Jenny Voisard, media and website manager for Friends of Big Bear Valley, a nonprofit that operates cameras trained on Jackie and Shadow, said her inbox is overloaded with complaints about AI content. Grifters are nothing new — the nonprofit has long contended with fake accounts — but they’ve evolved with the technology.

People who follow the beloved eagles are fed more content about them by the algorithm, and she said AI rises to the top of the feed. (That seems to explain why this reporter is often served the fakes when opening Facebook.)

“People get very upset when they see someone depicting Jackie and Shadow in an unnatural way or wrong, or when it looks like they could be in danger,” said Voisard. Some clips showed owls and ravens attacking the couple, especially riling up fans.

The nonprofit recently trademarked its name and is in the process of copyrighting its livestream. She said the point is to protect what they create, such as merchandise and a detailed log of what the eagles are up to, from fakers.

However, ownership in the age of AI is fraught. Voisard said their livestream can be copyrighted because it’s not just a fixed camera; humans operate it and make choices, like zooming in.

Kristelia García, a professor at Georgetown Law, said such creative choices do give livestream operators a good claim to copyright. Whether something violates it is another matter.

If someone asks a large language model to create a three-minute video featuring eagles without drawing on copyrighted material, no harm no foul, she said.

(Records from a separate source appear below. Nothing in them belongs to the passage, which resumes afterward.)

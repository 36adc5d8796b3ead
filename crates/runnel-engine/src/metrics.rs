//! Run-level water balance and step counters.
//!
//! [`MassBalance`] accumulates the volumes exchanged by every committed
//! step so that the continuity error can be reported at teardown.

use crate::subcatch::StepFlux;

/// Cumulative volumes over the run, in ft³ or m³.
#[derive(Clone, Debug, Default, PartialEq)]
pub struct MassBalance {
    /// Rainfall over all subcatchments.
    pub rainfall: f64,
    /// Infiltration into pervious subareas.
    pub infiltration: f64,
    /// Runoff delivered to outlets.
    pub runoff: f64,
    /// Surface storage when the run started.
    pub initial_storage: f64,
    /// Surface storage after the last committed step.
    pub final_storage: f64,
}

impl MassBalance {
    /// Balance of a run starting with `initial_storage` on the surface.
    pub fn starting_with(initial_storage: f64) -> Self {
        Self {
            initial_storage,
            final_storage: initial_storage,
            ..Self::default()
        }
    }

    pub(crate) fn record(&mut self, flux: &StepFlux, storage: f64) {
        self.rainfall += flux.rainfall;
        self.infiltration += flux.infiltration;
        self.runoff += flux.runoff;
        self.final_storage = storage;
    }

    /// Inflow minus outflow minus storage change, as a percentage of
    /// inflow. Zero when nothing has entered the system.
    pub fn continuity_error_percent(&self) -> f64 {
        let inflow = self.rainfall + self.initial_storage;
        if inflow <= 0.0 {
            return 0.0;
        }
        let outflow = self.infiltration + self.runoff + self.final_storage;
        100.0 * (inflow - outflow) / inflow
    }
}

/// Committed and rejected step counts.
#[derive(Clone, Debug, Default, PartialEq, Eq)]
pub struct StepCounters {
    /// Steps committed.
    pub committed: u64,
    /// Steps rejected and rolled back.
    pub rolled_back: u64,
}
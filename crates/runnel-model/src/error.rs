//! Loader and validation errors.

use std::error::Error;
use std::fmt;
use std::path::PathBuf;

/// Errors detected while loading or validating a model description.
#[derive(Clone, Debug, PartialEq)]
pub enum ModelError {
    /// No model file path was configured.
    EmptyPath,
    /// The model file does not exist.
    FileNotFound {
        /// The configured path.
        path: PathBuf,
    },
    /// The model path names a directory.
    IsDirectory {
        /// The configured path.
        path: PathBuf,
    },
    /// The model file exists but could not be read.
    Io {
        /// The configured path.
        path: PathBuf,
        /// Operating system error text.
        reason: String,
    },
    /// A `[` header line is not closed or names nothing.
    MalformedHeader {
        /// 1-based line number.
        line: usize,
        /// The offending text.
        text: String,
    },
    /// A data line appears before the first section header.
    DataOutsideSection {
        /// 1-based line number.
        line: usize,
    },
    /// A section the engine requires is absent.
    MissingSection {
        /// Section name.
        section: &'static str,
    },
    /// `[SUBCATCHMENTS]` is missing or has no rows.
    NoSubcatchments,
    /// A row ends before a required field.
    MissingField {
        /// Section name.
        section: &'static str,
        /// 1-based line number.
        line: usize,
        /// Name of the missing column.
        field: &'static str,
    },
    /// A numeric column could not be parsed.
    InvalidNumber {
        /// Section name.
        section: &'static str,
        /// 1-based line number.
        line: usize,
        /// Column name.
        field: &'static str,
        /// The unparsable text.
        value: String,
    },
    /// A column parsed but violates a physical or structural constraint.
    InvalidValue {
        /// Section name.
        section: &'static str,
        /// 1-based line number.
        line: usize,
        /// Column name.
        field: &'static str,
        /// Why the value was rejected.
        reason: String,
    },
    /// An option keyword is recognized but its value is not supported.
    UnsupportedOption {
        /// 1-based line number.
        line: usize,
        /// Option keyword.
        key: String,
        /// The unsupported value.
        value: String,
    },
    /// A row names an element that is not defined.
    UnknownReference {
        /// Section containing the reference.
        section: &'static str,
        /// 1-based line number.
        line: usize,
        /// Kind of element referenced (e.g. "rain gage").
        kind: &'static str,
        /// The undefined name.
        name: String,
    },
    /// Two rows of a section define the same element.
    DuplicateName {
        /// Section name.
        section: &'static str,
        /// 1-based line number of the second definition.
        line: usize,
        /// The repeated name.
        name: String,
    },
    /// A subcatchment lacks its row in a companion section.
    MissingEntry {
        /// Companion section (e.g. `SUBAREAS`).
        section: &'static str,
        /// Subcatchment name.
        name: String,
    },
    /// The end of the simulation is not after its start.
    EmptyHorizon {
        /// Start, as written in the file.
        start: String,
        /// End, as written in the file.
        end: String,
    },
}

impl fmt::Display for ModelError {
    fn fmt(&self, f: &mut fmt::Formatter<'_>) -> fmt::Result {
        match self {
            Self::EmptyPath => write!(f, "input file path is not provided"),
            Self::FileNotFound { path } => {
                write!(f, "input file does not exist: {}", path.display())
            }
            Self::IsDirectory { path } => {
                write!(f, "input file path is a directory: {}", path.display())
            }
            Self::Io { path, reason } => {
                write!(f, "cannot read input file {}: {reason}", path.display())
            }
            Self::MalformedHeader { line, text } => {
                write!(f, "line {line}: malformed section header '{text}'")
            }
            Self::DataOutsideSection { line } => {
                write!(f, "line {line}: data appears before the first section header")
            }
            Self::MissingSection { section } => {
                write!(f, "required section [{section}] is missing")
            }
            Self::NoSubcatchments => write!(
                f,
                "model has no subcatchments: [SUBCATCHMENTS] is missing or empty"
            ),
            Self::MissingField {
                section,
                line,
                field,
            } => write!(f, "[{section}] line {line}: missing {field}"),
            Self::InvalidNumber {
                section,
                line,
                field,
                value,
            } => write!(f, "[{section}] line {line}: {field} '{value}' is not a number"),
            Self::InvalidValue {
                section,
                line,
                field,
                reason,
            } => write!(f, "[{section}] line {line}: {field} {reason}"),
            Self::UnsupportedOption { line, key, value } => {
                write!(f, "[OPTIONS] line {line}: {key} {value} is not supported")
            }
            Self::UnknownReference {
                section,
                line,
                kind,
                name,
            } => write!(f, "[{section}] line {line}: unknown {kind} '{name}'"),
            Self::DuplicateName {
                section,
                line,
                name,
            } => write!(f, "[{section}] line {line}: '{name}' is defined twice"),
            Self::MissingEntry { section, name } => {
                write!(f, "subcatchment '{name}' has no entry in [{section}]")
            }
            Self::EmptyHorizon { start, end } => {
                write!(f, "simulation end {end} is not after start {start}")
            }
        }
    }
}

impl Error for ModelError {}
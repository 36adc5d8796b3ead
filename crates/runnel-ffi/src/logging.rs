//! Optional file logging for hosts that cannot see stderr.
//!
//! When `RUNNEL_LOG` holds an `EnvFilter` directive string (`info`,
//! `runnel_bridge=debug,runnel_engine=trace`), the first C call installs a
//! plain-text `fmt` subscriber appending to `RUNNEL_LOG_FILE`, or
//! `runnel_bridge.log` in the working directory. Nothing is installed
//! when the variable is unset, the directives do not parse, the file
//! cannot be opened, or the host already owns the global subscriber.

use std::fs::OpenOptions;
use std::sync::{Mutex, Once};

use tracing_subscriber::EnvFilter;

/// Filter directives; logging is off when unset.
pub(crate) const ENV_LOG: &str = "RUNNEL_LOG";
/// Log file path.
pub(crate) const ENV_LOG_FILE: &str = "RUNNEL_LOG_FILE";
/// Log file used when `RUNNEL_LOG_FILE` is unset.
pub(crate) const DEFAULT_LOG_FILE: &str = "runnel_bridge.log";

static INIT: Once = Once::new();

/// Install the subscriber once per process.
pub(crate) fn init() {
    INIT.call_once(|| {
        let directives = std::env::var(ENV_LOG).ok();
        let path = std::env::var(ENV_LOG_FILE).ok();
        let _ = install(directives.as_deref(), path.as_deref());
    });
}

type InstallError = Box<dyn std::error::Error + Send + Sync>;

fn install(directives: Option<&str>, path: Option<&str>) -> Result<(), InstallError> {
    let Some(directives) = directives.filter(|d| !d.trim().is_empty()) else {
        return Ok(());
    };
    let filter = EnvFilter::try_new(directives)?;
    let file = OpenOptions::new()
        .create(true)
        .append(true)
        .open(path.unwrap_or(DEFAULT_LOG_FILE))?;
    tracing_subscriber::fmt()
        .with_env_filter(filter)
        .with_ansi(false)
        .with_target(true)
        .with_writer(Mutex::new(file))
        .try_init()?;
    tracing::info!(version = env!("CARGO_PKG_VERSION"), "runnel bridge logging started");
    Ok(())
}

#[cfg(test)]
mod tests {
    use super::*;

    #[test]
    fn unset_directives_install_nothing() {
        assert!(install(None, None).is_ok());
        assert!(install(Some("  "), None).is_ok());
    }

    #[test]
    fn bad_directives_are_reported() {
        assert!(install(Some("runnel=notalevel"), None).is_err());
    }

    #[test]
    fn directory_as_log_file_is_reported() {
        let dir = std::env::temp_dir();
        assert!(install(Some("info"), Some(dir.to_str().unwrap())).is_err());
    }
}
//! Test utilities and mock types for Runnel development.
//!
//! Provides model text fixtures ([`fixtures`]), on-disk model files
//! ([`ModelFile`]) and a scripted [`EngineAdapter`] implementation
//! ([`ScriptedAdapter`]) for exercising the bridge dispatcher without a
//! real solver.
//!
//! [`EngineAdapter`]: runnel_core::EngineAdapter

#![forbid(unsafe_code)]
#![allow(missing_docs)]
#![deny(rustdoc::broken_intra_doc_links)]

pub mod fixtures;
pub mod mock;

pub use fixtures::{ModelFile, ModelTextBuilder};
pub use mock::{CallCounts, MockEngine, ScriptedAdapter};
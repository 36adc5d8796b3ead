//! The engine adapter contract driven by the bridge dispatcher.

use crate::error::Diagnostic;

/// Metadata the bridge reports without stepping the engine.
#[derive(Clone, Copy, Debug, PartialEq)]
pub struct EngineMetadata {
    /// Version number reported by `ReportVersion`.
    pub version: f64,
    /// Number of input slots `step` reads.
    pub input_arity: usize,
    /// Number of output slots `step` writes.
    pub output_arity: usize,
}

/// Translates bridge calls into an opaque solver's API.
///
/// The bridge owns exactly one adapter and at most one live
/// [`Engine`](EngineAdapter::Engine) at a time. Every failure mode of the
/// solver must come back as a [`Diagnostic`]; the bridge additionally
/// catches panics, but an adapter should not rely on that.
///
/// # Contract
///
/// - `construct` is only called while no engine is live; after it
///   succeeds it is never called again on the same bridge instance.
/// - `step` receives slices at least as long as the negotiated capacity.
///   It must write exactly `output_arity` leading slots on success, write
///   nothing on failure, and must not allocate on the success path.
/// - `metadata(None)` must answer from configuration alone, and repeated
///   calls must return identical values.
/// - `destroy` consumes the engine; resources are released even if it
///   returns an error.
pub trait EngineAdapter {
    /// The live engine handle produced by [`construct`](EngineAdapter::construct).
    type Engine;

    /// Build an engine from the adapter's configuration.
    fn construct(&mut self) -> Result<Self::Engine, Diagnostic>;

    /// Advance the engine one step, reading forcing values from `inputs`
    /// and writing response values into `outputs`.
    fn step(
        &mut self,
        engine: &mut Self::Engine,
        inputs: &[f64],
        outputs: &mut [f64],
    ) -> Result<(), Diagnostic>;

    /// Report version and argument arity.
    fn metadata(&self, engine: Option<&Self::Engine>) -> EngineMetadata;

    /// Tear the engine down.
    fn destroy(&mut self, engine: Self::Engine) -> Result<(), Diagnostic>;
}
//! Criterion micro-benchmarks for the bridge dispatch path.

use criterion::{black_box, criterion_group, criterion_main, Criterion};
use runnel_bench::catchment_text;
use runnel_bridge::{BridgeInstance, StatusCode, DEFAULT_CAPACITY};
use runnel_engine::{AdapterConfig, OutputBinding, RunoffAdapter};
use runnel_test_utils::{ModelFile, ScriptedAdapter};

/// Benchmark: Calculate through the dispatcher with the real engine.
fn bench_dispatch_calculate(c: &mut Criterion) {
    let file = ModelFile::new(&catchment_text(10));
    let config = AdapterConfig::new(file.path())
        .with_output(OutputBinding::Runoff(None))
        .with_output(OutputBinding::TotalRunoff)
        .with_output(OutputBinding::Elapsed);
    let make = || {
        let mut bridge = BridgeInstance::new(RunoffAdapter::new(config.clone()));
        let mut out = [0.0; DEFAULT_CAPACITY];
        assert_eq!(bridge.dispatch(0, &[0.0; DEFAULT_CAPACITY], &mut out), StatusCode::Success);
        bridge
    };
    let mut bridge = make();
    let mut inputs = [0.0; DEFAULT_CAPACITY];
    inputs[0] = 1.5;
    let mut outputs = [0.0; DEFAULT_CAPACITY];

    c.bench_function("dispatch_calculate_runoff", |b| {
        b.iter(|| {
            let status = bridge.dispatch(1, black_box(&inputs), &mut outputs);
            if status != StatusCode::Success {
                // Horizon reached: start a new realization.
                bridge = make();
            }
            black_box(outputs[0]);
        });
    });
}

/// Benchmark: protocol overhead alone, against the scripted adapter.
fn bench_dispatch_overhead(c: &mut Criterion) {
    let mut bridge = BridgeInstance::new(ScriptedAdapter::new());
    let inputs = [1.0; DEFAULT_CAPACITY];
    let mut outputs = [0.0; DEFAULT_CAPACITY];
    bridge.dispatch(0, &inputs, &mut outputs);

    c.bench_function("dispatch_calculate_mock", |b| {
        b.iter(|| black_box(bridge.dispatch(1, black_box(&inputs), &mut outputs)));
    });
    c.bench_function("dispatch_report_version", |b| {
        b.iter(|| black_box(bridge.dispatch(2, &inputs, &mut outputs)));
    });
    c.bench_function("dispatch_unknown_code", |b| {
        b.iter(|| black_box(bridge.dispatch(black_box(7), &inputs, &mut outputs)));
    });
}

criterion_group!(benches, bench_dispatch_calculate, bench_dispatch_overhead);
criterion_main!(benches);
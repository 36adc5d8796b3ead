//! Simulation lifecycle state machine.
//!
//! ```text
//!  Uninitialized ──Initialize ok──▶ Ready ──Cleanup──▶ Finalized
//!        │  ▲                        │  ▲
//!        └──┘ Initialize err         └──┘ Calculate (ok or err)
//! ```
//!
//! Metadata methods are admitted in every state. The state never moves
//! backward; a driver that needs a fresh simulation creates a new bridge
//! instance.

use std::error::Error;
use std::fmt;

use crate::method::MethodCode;

/// Errors rejected before any engine code runs. All map to `Failure`.
#[derive(Clone, Debug, PartialEq, Eq)]
pub enum ProtocolError {
    /// The method code is not recognized.
    UnknownMethod {
        /// The raw code.
        code: i32,
    },
    /// An argument buffer is shorter than the negotiated capacity.
    BufferTooSmall {
        /// Length of the input buffer.
        inputs: usize,
        /// Length of the output buffer.
        outputs: usize,
        /// Negotiated capacity.
        capacity: usize,
    },
    /// `Calculate` or `Cleanup` before a successful `Initialize`.
    NotInitialized {
        /// The rejected method.
        method: MethodCode,
    },
    /// `Initialize` while an engine is live.
    AlreadyInitialized,
    /// A lifecycle method after `Cleanup`.
    Finalized {
        /// The rejected method.
        method: MethodCode,
    },
}

impl fmt::Display for ProtocolError {
    fn fmt(&self, f: &mut fmt::Formatter<'_>) -> fmt::Result {
        match self {
            Self::UnknownMethod { code } => write!(f, "unknown method code {code}"),
            Self::BufferTooSmall {
                inputs,
                outputs,
                capacity,
            } => write!(
                f,
                "argument buffers too small: {inputs} inputs and {outputs} outputs, \
                 capacity is {capacity}"
            ),
            Self::NotInitialized { method } => {
                write!(f, "{method} called before Initialize")
            }
            Self::AlreadyInitialized => write!(f, "Initialize called twice"),
            Self::Finalized { method } => write!(f, "{method} called after Cleanup"),
        }
    }
}

impl Error for ProtocolError {}

/// Where a bridge instance is in its lifecycle.
#[derive(Clone, Copy, Debug, Default, PartialEq, Eq, Hash)]
pub enum SimulationState {
    /// No engine exists yet.
    #[default]
    Uninitialized,
    /// An engine is live and can be stepped.
    Ready,
    /// The engine was torn down; only metadata calls are admitted.
    Finalized,
}

impl SimulationState {
    /// Whether `method` may run in this state.
    pub fn admits(self, method: MethodCode) -> Result<(), ProtocolError> {
        use crate::method::MethodCode::*;
        use SimulationState::*;
        match (self, method) {
            (_, ReportVersion | ReportArguments) => Ok(()),
            (Uninitialized, Initialize) => Ok(()),
            (Uninitialized, Calculate | Cleanup) => Err(ProtocolError::NotInitialized { method }),
            (Ready, Initialize) => Err(ProtocolError::AlreadyInitialized),
            (Ready, Calculate | Cleanup) => Ok(()),
            (Finalized, Initialize | Calculate | Cleanup) => {
                Err(ProtocolError::Finalized { method })
            }
        }
    }

    /// Whether an engine is live.
    pub fn has_engine(self) -> bool {
        self == SimulationState::Ready
    }
}

impl fmt::Display for SimulationState {
    fn fmt(&self, f: &mut fmt::Formatter<'_>) -> fmt::Result {
        let name = match self {
            Self::Uninitialized => "Uninitialized",
            Self::Ready => "Ready",
            Self::Finalized => "Finalized",
        };
        f.write_str(name)
    }
}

But if they feed the AI program the nonprofit’s footage and ask it to manipulate it, that could make for an infringement claim.

But would it be worth fighting? “Copyright litigation is really expensive and very unpredictable,” said García, who focuses on copyright law. She suspects that only if a lot of money were at stake would a nonprofit be willing to take the risk.

As for concerns about misinformation, “we don’t really have a legal recourse for, like, ‘You got fooled,’” she said. Famous people enjoy certain protections over their name, image and likeness, but famous animals don’t.

The fake video of Shadow “massaging” Jackie casts the eagles in a positive light. It arguably perpetuates the avian love story that Friends of Big Bear Valley describes in its own posts.

Yet Voisard believes people are increasingly tuning into animal livestreams to escape artificiality. Ironically, AI may drive people toward real nature precisely because it can’t replicate it.

“The livestream isn’t being in nature, but it’s the closest thing that a lot of people get,” she said. “Being outside is the best thing for us and our health and our well-being and making that connection. To me, AI is not that.”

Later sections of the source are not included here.